Now let’s get ridiculous. Let’s say I offer you a hundred times your money back if you win a coin toss, and take your money if you lose. Now how much should you risk? Well, your edge is now 99/2 and the variance is 100. So you wind up betting 99/200 of your money on this bet.
By now you’ve probably noticed the point I’m heading for: No matter how big your edge gets, the Kelly Criterion says you never *EVER* invest a fraction of your wealth greater than the probability of losing it. Even if you are fifty percent likely to win a billion dollars for every dollar bet, you don’t bet more than half your money. State lotteries that cost a dollar and have chances of winning of one in ten million are bad investments for anyone who has less than ten million dollars, no matter how many billions large the jackpot may be.

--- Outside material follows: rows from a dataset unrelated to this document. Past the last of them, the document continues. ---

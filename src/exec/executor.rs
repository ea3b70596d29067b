/// Dry-run/live action runner
///
/// Every side effect of a sweep goes through here: external commands and the
/// small set of file primitives (truncate, delete, keep-last rewrite, secure
/// erase). The executor owns the audit sink, consults the dry-run bit, and
/// enforces the best-effort contract: a failing action is audited as a
/// warning and reported in its outcome, never escalated. Absent targets are
/// silent no-ops.
///
/// All primitives are idempotent; re-running a sweep over already-clean state
/// produces no new failures.
use crate::config::types::{ActionOutcome, Mode};
use crate::observability::audit::AuditSink;
use log::debug;
use rand::RngCore;
use std::fs::{self, OpenOptions};
use std::io::{Seek, SeekFrom, Write};
use std::path::{Path, PathBuf};
use std::process::{Command, Stdio};

/// Overwrite passes for secure erase: random, zero, random.
const ERASE_PASSES: usize = 3;

pub struct Executor {
    dry_run: bool,
    audit: AuditSink,
}

impl Executor {
    pub fn new(dry_run: bool, audit: AuditSink) -> Self {
        Self { dry_run, audit }
    }

    pub fn dry_run(&self) -> bool {
        self.dry_run
    }

    pub fn audit(&mut self) -> &mut AuditSink {
        &mut self.audit
    }

    pub fn into_audit(self) -> AuditSink {
        self.audit
    }

    /// Locate a tool on PATH. Missing tools make the corresponding step a
    /// silent no-op rather than an error.
    pub fn probe_tool(name: &str) -> Option<PathBuf> {
        let path = std::env::var_os("PATH")?;
        for dir in std::env::split_paths(&path) {
            let candidate = dir.join(name);
            if candidate.is_file() {
                return Some(candidate);
            }
        }
        None
    }

    /// Run an external command with stdout/stderr suppressed.
    ///
    /// Dry-run yields `Simulated` and audits the would-be invocation. A
    /// non-zero exit yields `Failed`, audited as a warning; the sweep
    /// continues.
    pub fn run_command(&mut self, argv: &[&str]) -> ActionOutcome {
        let rendered = argv.join(" ");
        if self.dry_run {
            self.audit.info(&format!("DRY-RUN: would run: {}", rendered));
            return ActionOutcome::Simulated(rendered);
        }

        let (program, args) = match argv.split_first() {
            Some(split) => split,
            None => return ActionOutcome::Skipped("empty command".to_string()),
        };

        match Command::new(program)
            .args(args)
            .stdout(Stdio::null())
            .stderr(Stdio::null())
            .status()
        {
            Ok(status) if status.success() => {
                self.audit.success(&format!("ran: {}", rendered));
                ActionOutcome::Performed(rendered)
            }
            Ok(status) => {
                let code = status.code().unwrap_or(-1);
                self.audit
                    .warning(&format!("command failed ({}): {}", code, rendered));
                ActionOutcome::Failed(rendered, code)
            }
            Err(e) => {
                // Spawn failure usually means the tool is absent.
                debug!("spawn failed for {}: {}", rendered, e);
                ActionOutcome::Skipped(format!("not available: {}", program))
            }
        }
    }

    /// Truncate a file to zero length in place. Used for live log files so
    /// the writing daemon keeps its open inode.
    pub fn truncate_file(&mut self, path: &Path) -> ActionOutcome {
        if !path.is_file() {
            return ActionOutcome::Skipped("absent".to_string());
        }
        let desc = format!("truncate {}", path.display());
        if self.dry_run {
            self.audit.info(&format!("DRY-RUN: would {}", desc));
            return ActionOutcome::Simulated(desc);
        }
        match OpenOptions::new().write(true).truncate(true).open(path) {
            Ok(_) => {
                self.audit.info(&desc);
                ActionOutcome::Performed(desc)
            }
            Err(e) => {
                self.audit.warning(&format!("{} failed: {}", desc, e));
                ActionOutcome::Failed(desc, e.raw_os_error().unwrap_or(-1))
            }
        }
    }

    /// Unlink a single file.
    pub fn remove_file(&mut self, path: &Path) -> ActionOutcome {
        if !path.exists() {
            return ActionOutcome::Skipped("absent".to_string());
        }
        let desc = format!("remove {}", path.display());
        if self.dry_run {
            self.audit.info(&format!("DRY-RUN: would {}", desc));
            return ActionOutcome::Simulated(desc);
        }
        match fs::remove_file(path) {
            Ok(()) => {
                self.audit.info(&desc);
                ActionOutcome::Performed(desc)
            }
            Err(e) => {
                self.audit.warning(&format!("{} failed: {}", desc, e));
                ActionOutcome::Failed(desc, e.raw_os_error().unwrap_or(-1))
            }
        }
    }

    /// Recursively remove a directory tree (or a single file).
    pub fn remove_tree(&mut self, path: &Path) -> ActionOutcome {
        if !path.exists() {
            return ActionOutcome::Skipped("absent".to_string());
        }
        if path.is_file() || path.is_symlink() {
            return self.remove_file(path);
        }
        let desc = format!("remove tree {}", path.display());
        if self.dry_run {
            self.audit.info(&format!("DRY-RUN: would {}", desc));
            return ActionOutcome::Simulated(desc);
        }
        match fs::remove_dir_all(path) {
            Ok(()) => {
                self.audit.info(&desc);
                ActionOutcome::Performed(desc)
            }
            Err(e) => {
                self.audit.warning(&format!("{} failed: {}", desc, e));
                ActionOutcome::Failed(desc, e.raw_os_error().unwrap_or(-1))
            }
        }
    }

    /// Rewrite a line-oriented file keeping only its last `keep` lines.
    ///
    /// The new content is written to a fresh temporary file in the same
    /// directory and atomically renamed over the target, so a concurrent
    /// reader or appender never observes a half-written file. An empty
    /// result is replaced by a single placeholder comment line so the file
    /// keeps valid structure. Convergent: a second pass with no new writes
    /// leaves the file unchanged.
    pub fn keep_last_lines(&mut self, path: &Path, keep: usize) -> ActionOutcome {
        if !path.is_file() {
            return ActionOutcome::Skipped("absent".to_string());
        }
        let desc = format!("trim {} to last {} lines", path.display(), keep);
        if self.dry_run {
            self.audit.info(&format!("DRY-RUN: would {}", desc));
            return ActionOutcome::Simulated(desc);
        }
        match trim_file_atomic(path, keep) {
            Ok(()) => {
                self.audit.info(&desc);
                ActionOutcome::Performed(desc)
            }
            Err(e) => {
                self.audit.warning(&format!("{} failed: {}", desc, e));
                ActionOutcome::Failed(desc, e.raw_os_error().unwrap_or(-1))
            }
        }
    }

    /// Multi-pass overwrite followed by unlink. If the overwrite cannot be
    /// performed (permission, odd file type), falls back to a plain unlink.
    pub fn secure_erase(&mut self, path: &Path) -> ActionOutcome {
        if !path.is_file() {
            return ActionOutcome::Skipped("absent".to_string());
        }
        let desc = format!("secure-erase {}", path.display());
        if self.dry_run {
            self.audit.info(&format!("DRY-RUN: would {}", desc));
            return ActionOutcome::Simulated(desc);
        }
        if let Err(e) = overwrite_passes(path) {
            debug!("overwrite of {} failed ({}), plain unlink", path.display(), e);
        }
        match fs::remove_file(path) {
            Ok(()) => {
                self.audit.info(&desc);
                ActionOutcome::Performed(desc)
            }
            Err(e) => {
                self.audit.warning(&format!("{} failed: {}", desc, e));
                ActionOutcome::Failed(desc, e.raw_os_error().unwrap_or(-1))
            }
        }
    }
}

fn trim_file_atomic(path: &Path, keep: usize) -> std::io::Result<()> {
    let content = fs::read(path)?;
    let mut kept: Vec<u8> = Vec::with_capacity(content.len().min(1 << 20));

    // The trailing newline yields one empty final fragment; drop only that,
    // so blank lines inside the kept window survive byte-for-byte.
    let mut lines: Vec<&[u8]> = content.split(|&b| b == b'\n').collect();
    if lines.last().map_or(false, |l| l.is_empty()) {
        lines.pop();
    }
    let start = lines.len().saturating_sub(keep);
    for line in &lines[start..] {
        kept.extend_from_slice(line);
        kept.push(b'\n');
    }
    if kept.is_empty() {
        kept.extend_from_slice(b"# cleared\n");
    }

    let dir = path.parent().unwrap_or_else(|| Path::new("."));
    let tmp = dir.join(format!(
        ".{}.{}.tmp",
        path.file_name()
            .map(|n| n.to_string_lossy().into_owned())
            .unwrap_or_else(|| "trim".to_string()),
        std::process::id()
    ));

    let result = (|| {
        let mut f = OpenOptions::new()
            .write(true)
            .create(true)
            .truncate(true)
            .open(&tmp)?;
        f.write_all(&kept)?;
        f.sync_all()?;
        fs::rename(&tmp, path)
    })();

    if result.is_err() {
        // Never leave the temp file behind.
        let _ = fs::remove_file(&tmp);
    }
    result
}

fn overwrite_passes(path: &Path) -> std::io::Result<()> {
    let len = fs::metadata(path)?.len() as usize;
    if len == 0 {
        return Ok(());
    }
    let mut file = OpenOptions::new().write(true).open(path)?;
    let mut rng = rand::thread_rng();
    let mut buf = vec![0u8; len.min(1 << 20)];

    for pass in 0..ERASE_PASSES {
        file.seek(SeekFrom::Start(0))?;
        let mut remaining = len;
        while remaining > 0 {
            let chunk = remaining.min(buf.len());
            if pass == 1 {
                buf[..chunk].fill(0);
            } else {
                rng.fill_bytes(&mut buf[..chunk]);
            }
            file.write_all(&buf[..chunk])?;
            remaining -= chunk;
        }
        file.sync_all()?;
    }
    Ok(())
}

/// Build an executor wired to an audit sink for the given mode.
pub fn build(mode: Mode, dry_run: bool, audit_path: &Path) -> Executor {
    Executor::new(dry_run, AuditSink::new(audit_path, mode))
}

It turns out that the Kelly Criterion tells you EXACTLY how much of your wealth you should invest in order to maximize long-term growth of your money. If you bet more, you have more risk but don’t make as much money. If you bet less, you have less risk and don’t make as much money. Now, if you need to actually take income out of your investing wealth every so often, then you should be investing less than the Kelly Criterion says; the money you take out isn’t contributing to longer term growth, so it doesn’t justify as much risk as the Kelly Criterion accepts. But there is never, under any circumstances, any reason to bet more than the Kelly Criterion suggests; in terms of money management, the Kelly Criterion is the bright clear line between aggressive long-term investing that undertakes exactly as much risk as necessary to absolutely maximize growth, and insane investing that accepts more risk than needed and by doing so impairs the long-term growth of funds.
All this is very simple when there are just two possible outcomes. More gamblers than investors know the Kelly Criterion, because they’re more familiar with the simplified, two-valued kind of investment opportunities where it’s easy to calculate.
But real business opportunities don’t look like that.
How do you calculate the Kelly Criterion when you’re looking at Acme Widgets and the government is seeking bids on a big widget contract, and you figure they have about
- a 15% chance of landing the contract and making a 50% return,
- a 20% chance of being a supplier to the company that lands the contract and making a 30% return,
- a 55% chance of having no contract awarded and doing business as usual making a 10% return, and
- a 10% chance of having a competitor get the contract and losing 70% of the money invested?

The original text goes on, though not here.